Exercise directions
Restate exactly, and only, the lines spanning from the one with "pub use time::*;" to the end of the records below.

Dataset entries
//! Core engine types and utilities for OpenCare.
//!
//! This crate provides the foundational types used across all simulation systems:
//! - Transform and spatial math
//! - Time management (fixed timestep, deterministic stepping)
//! - Scene graph: the transform hierarchy visual nodes and UI anchors live in

pub mod scene_graph;
pub mod time;
pub mod transform;

pub use scene_graph::*;
pub use time::*;
pub use transform::*;

// Re-export commonly used types
pub use glam::{Mat4, Quat, Vec2, Vec3, Vec4};
pub use hecs::{Entity, World};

Answer to this exercise
pub use time::*;
pub use transform::*;

// Re-export commonly used types
pub use glam::{Mat4, Quat, Vec2, Vec3, Vec4};
pub use hecs::{Entity, World};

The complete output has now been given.